La Comtesse Lily Pastré, mécène marseillaise
Muza Rubackyté, piano / Olivier Bellamy, récitant
Dimanche 19 juin à 16h
Le concert d’ouverture rend hommage à la comtesse Lily Pastré, née Marie-Louise Double de Saint-Lambert en 1891 à Marseille, héritière des vermouths Noilly-Prat devenue comtesse par son mariage avec Jean André Hubert Pastré. Personnage d’un courage et d’une générosité rares, elle protège et accueille pendant l’Occupation des artistes juifs parmi lesquels Lily Laskine et Clara Haskil, faisant même opérer la seconde d’une tumeur au cerveau par un grand chirurgien venu de Paris. C’est aussi durant cette période qu’elle fonde l’association Pour que l’esprit vive afin de soutenir la création artistique avant d’être après-guerre l’une des instigatrices et mécènes du Festival d’Aix-en-Provence. L’Abbé Pierre et ses Compagnons d’Emmaüs lui doivent également beaucoup. Un autre Marseillais, le journaliste Olivier Bellamy, longtemps animateur de l’excellente émission Passion classique sur Radio classique, lui a consacré La folie Pastré, la comtesse, la musique et la guerre, biographie très fouillée dont il va lire des extraits lors du concert du 19 juin, entrecoupés de pièces de Mozart, Debussy, Scarlatti, Schubert, Liszt et Chopin jouées par la grande pianiste lituanienne Muza Rubackyté.

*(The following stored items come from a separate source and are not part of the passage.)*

//! Bench command
//!
//! Runs one filter repeatedly on the configured backend and reports
//! wall-clock statistics. Program build and buffer staging are part of
//! every accelerated run, so they are included in the numbers.

use crate::{BenchArgs, BenchFilter};
use anyhow::{Result, bail};
use pixcl_compute::{Backend, ComputeResult, Processor, ProcessorConfig};
use pixcl_core::Bitmap;
use std::time::{Duration, Instant};
use tracing::debug;

/// Timing summary over all iterations.
#[derive(Debug, Clone, Copy)]
pub(crate) struct Stats {
    pub min: Duration,
    pub max: Duration,
    pub mean: Duration,
}

impl Stats {
    pub(crate) fn from_samples(samples: &[Duration]) -> Option<Self> {
        let min = *samples.iter().min()?;
        let max = *samples.iter().max()?;
        let total: Duration = samples.iter().sum();
        Some(Self {
            min,
            max,
            mean: total / samples.len() as u32,
        })
    }

    /// Megapixels per second at the mean time.
    pub(crate) fn throughput(&self, pixels: usize) -> f64 {
        let secs = self.mean.as_secs_f64();
        if secs == 0.0 {
            return f64::INFINITY;
        }
        pixels as f64 / secs / 1e6
    }
}

pub fn run(args: BenchArgs, config: &ProcessorConfig) -> Result<()> {
    if args.iterations == 0 {
        bail!("--iterations must be at least 1");
    }
    let image = super::load_image(&args.input)?;

    let proc = super::processor(config)?;
    let stats = measure(&proc, &image, &args)?;
    report(proc.backend_name(), &args, &image, &stats);

    if args.compare && proc.is_accelerated() {
        let cpu = super::processor(&ProcessorConfig {
            backend: Backend::Cpu,
            ..config.clone()
        })?;
        let cpu_stats = measure(&cpu, &image, &args)?;
        report(cpu.backend_name(), &args, &image, &cpu_stats);
        let speedup = cpu_stats.mean.as_secs_f64() / stats.mean.as_secs_f64().max(f64::EPSILON);
        println!("speedup: {speedup:.2}x");
    }
    Ok(())
}

fn measure(proc: &Processor, image: &Bitmap, args: &BenchArgs) -> Result<Stats> {
    let (w, h) = if args.filter.resamples() {
        super::scale::target_size(image.width(), image.height(), None, None, Some(args.ratio))?
    } else {
        (image.width(), image.height())
    };
    let op = |image: &Bitmap| -> ComputeResult<Bitmap> {
        match args.filter {
            BenchFilter::Grayscale => proc.grayscale(image),
            BenchFilter::Sepia => proc.sepia(image),
            BenchFilter::SepiaImage => proc.sepia_image(image),
            BenchFilter::Nearest => proc.scale_nearest(image, w, h),
            BenchFilter::Bilinear => proc.scale_bilinear(image, w, h),
        }
    };

    // warm-up: first run pays for device and thread-pool startup
    op(image)?;

    let mut samples = Vec::with_capacity(args.iterations as usize);
    for i in 0..args.iterations {
        let start = Instant::now();
        op(image)?;
        let elapsed = start.elapsed();
        debug!(iteration = i, ?elapsed);
        samples.push(elapsed);
    }

    match Stats::from_samples(&samples) {
        Some(stats) => Ok(stats),
        None => bail!("no samples"),
    }
}

fn report(backend: &str, args: &BenchArgs, image: &Bitmap, stats: &Stats) {
    println!(
        "{:?} {} on {backend}: {} runs, mean {:.2?}, min {:.2?}, max {:.2?}, {:.1} Mpix/s",
        args.filter,
        image.size(),
        args.iterations,
        stats.mean,
        stats.min,
        stats.max,
        stats.throughput(image.pixel_count()),
    );
}
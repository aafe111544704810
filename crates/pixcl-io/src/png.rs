//! PNG format support.
//!
//! Reads 8-bit PNGs of any color type (palette and low bit-depth gray are
//! expanded by the decoder) into an RGBA [`Bitmap`]. Writes 8-bit RGB or
//! RGBA.
//!
//! # Example
//!
//! ```rust,ignore
//! use pixcl_io::png;
//! use pixcl_core::Colorspace;
//!
//! let bitmap = png::read("input.png")?;
//! png::write("output.png", &bitmap, Colorspace::Rgba)?;
//! ```

use crate::{IoError, IoResult};
use pixcl_core::{Bitmap, Colorspace};
use std::fs::File;
use std::io::{BufRead, BufReader, BufWriter, Cursor, Seek, Write};
use std::path::Path;

/// Reads a PNG file.
pub fn read<P: AsRef<Path>>(path: P) -> IoResult<Bitmap> {
    let file = File::open(path.as_ref())?;
    decode(BufReader::new(file))
}

/// Decodes a PNG held in memory.
pub fn read_from_memory(data: &[u8]) -> IoResult<Bitmap> {
    decode(Cursor::new(data))
}

fn decode<R: BufRead + Seek>(source: R) -> IoResult<Bitmap> {
    let mut decoder = png::Decoder::new(source);
    decoder.set_transformations(png::Transformations::EXPAND);
    let mut reader = decoder
        .read_info()
        .map_err(|e: png::DecodingError| IoError::DecodeError(e.to_string()))?;

    let buf_size = reader
        .output_buffer_size()
        .ok_or_else(|| IoError::DecodeError("cannot determine output buffer size".into()))?;
    let mut buf = vec![0u8; buf_size];
    let info = reader
        .next_frame(&mut buf)
        .map_err(|e: png::DecodingError| IoError::DecodeError(e.to_string()))?;
    let data = &buf[..info.buffer_size()];

    if info.bit_depth != png::BitDepth::Eight {
        return Err(IoError::UnsupportedBitDepth(format!(
            "{:?} {:?}",
            info.color_type, info.bit_depth
        )));
    }

    let bitmap = match info.color_type {
        png::ColorType::Rgb => Bitmap::from_rgb(info.width, info.height, data)?,
        png::ColorType::Rgba => Bitmap::from_rgba(info.width, info.height, data)?,
        png::ColorType::Grayscale => {
            let rgb: Vec<u8> = data.iter().flat_map(|&g| [g, g, g]).collect();
            Bitmap::from_rgb(info.width, info.height, &rgb)?
        }
        png::ColorType::GrayscaleAlpha => {
            let rgba: Vec<u8> = data
                .chunks_exact(2)
                .flat_map(|ga| [ga[0], ga[0], ga[0], ga[1]])
                .collect();
            Bitmap::from_rgba(info.width, info.height, &rgba)?
        }
        other => {
            return Err(IoError::UnsupportedBitDepth(format!(
                "{:?} {:?}",
                other, info.bit_depth
            )));
        }
    };

    Ok(bitmap)
}

/// Writes a PNG file in the given colorspace.
pub fn write<P: AsRef<Path>>(path: P, bitmap: &Bitmap, colorspace: Colorspace) -> IoResult<()> {
    let file = File::create(path.as_ref())?;
    encode(BufWriter::new(file), bitmap, colorspace)
}

/// Encodes a PNG into a byte vector.
pub fn write_to_memory(bitmap: &Bitmap, colorspace: Colorspace) -> IoResult<Vec<u8>> {
    let mut out = Vec::new();
    encode(&mut out, bitmap, colorspace)?;
    Ok(out)
}

fn encode<W: Write>(sink: W, bitmap: &Bitmap, colorspace: Colorspace) -> IoResult<()> {
    let color_type = match colorspace {
        Colorspace::Rgb => png::ColorType::Rgb,
        Colorspace::Rgba => png::ColorType::Rgba,
    };

    let mut encoder = png::Encoder::new(sink, bitmap.width(), bitmap.height());
    encoder.set_color(color_type);
    encoder.set_depth(png::BitDepth::Eight);
    encoder.set_compression(png::Compression::default());

    let mut writer = encoder
        .write_header()
        .map_err(|e| IoError::EncodeError(e.to_string()))?;
    writer
        .write_image_data(&bitmap.to_components(colorspace))
        .map_err(|e| IoError::EncodeError(e.to_string()))?;
    writer
        .finish()
        .map_err(|e| IoError::EncodeError(e.to_string()))?;

    Ok(())
}

#[cfg(test)]
mod tests {
    use super::*;
    use pixcl_core::Rgba;

    fn gradient(width: u32, height: u32) -> Bitmap {
        let mut bmp = Bitmap::new(width, height).unwrap();
        for y in 0..height {
            for x in 0..width {
                let px = Rgba::new((x * 8) as u8, (y * 8) as u8, 128, 200);
                bmp.set_pixel(x, y, px).unwrap();
            }
        }
        bmp
    }

    #[test]
    fn test_roundtrip_rgba() {
        let bmp = gradient(16, 8);
        let bytes = write_to_memory(&bmp, Colorspace::Rgba).unwrap();
        let loaded = read_from_memory(&bytes).unwrap();
        assert_eq!(loaded, bmp);
    }

    #[test]
    fn test_rgb_drops_alpha() {
        let bmp = gradient(4, 4);
        let bytes = write_to_memory(&bmp, Colorspace::Rgb).unwrap();
        let loaded = read_from_memory(&bytes).unwrap();
        assert_eq!(loaded.size(), bmp.size());
        assert!(loaded.pixels().iter().all(|p| p.a == 255));
        assert_eq!(loaded.pixel(3, 2).unwrap(), Rgba::new(24, 16, 128, 255));
    }

    #[test]
    fn test_garbage_is_decode_error() {
        let err = read_from_memory(b"not a png").unwrap_err();
        assert!(matches!(err, IoError::DecodeError(_)));
    }
}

Information importante, une rencontre avec Olivier Bellamy est organisée à la librairie Ombres Blanches, samedi 18 juin à 15h30, pour une présentation-signature de son livre. D’autre part, Muza Rubackyté dédicacera son autobiographie Née sous un piano à l’issue du concert à la chapelle des Carmélites.
Célébration des 400 ans de la chapelle des Carmélites et Monsieur de La Popelinière, mécène de Rameau
Les Passions – Orchestre Baroque de Montauban, Clémence Garcia (soprano), Flavio Losco (violon), Sylvie Moquet (viole de gambe), Yasuko Uyama-Bouvard (clavecin), Jean-Marc Andrieu (direction et flûte à bec), François Castang (récitant), Jack Thomas (texte)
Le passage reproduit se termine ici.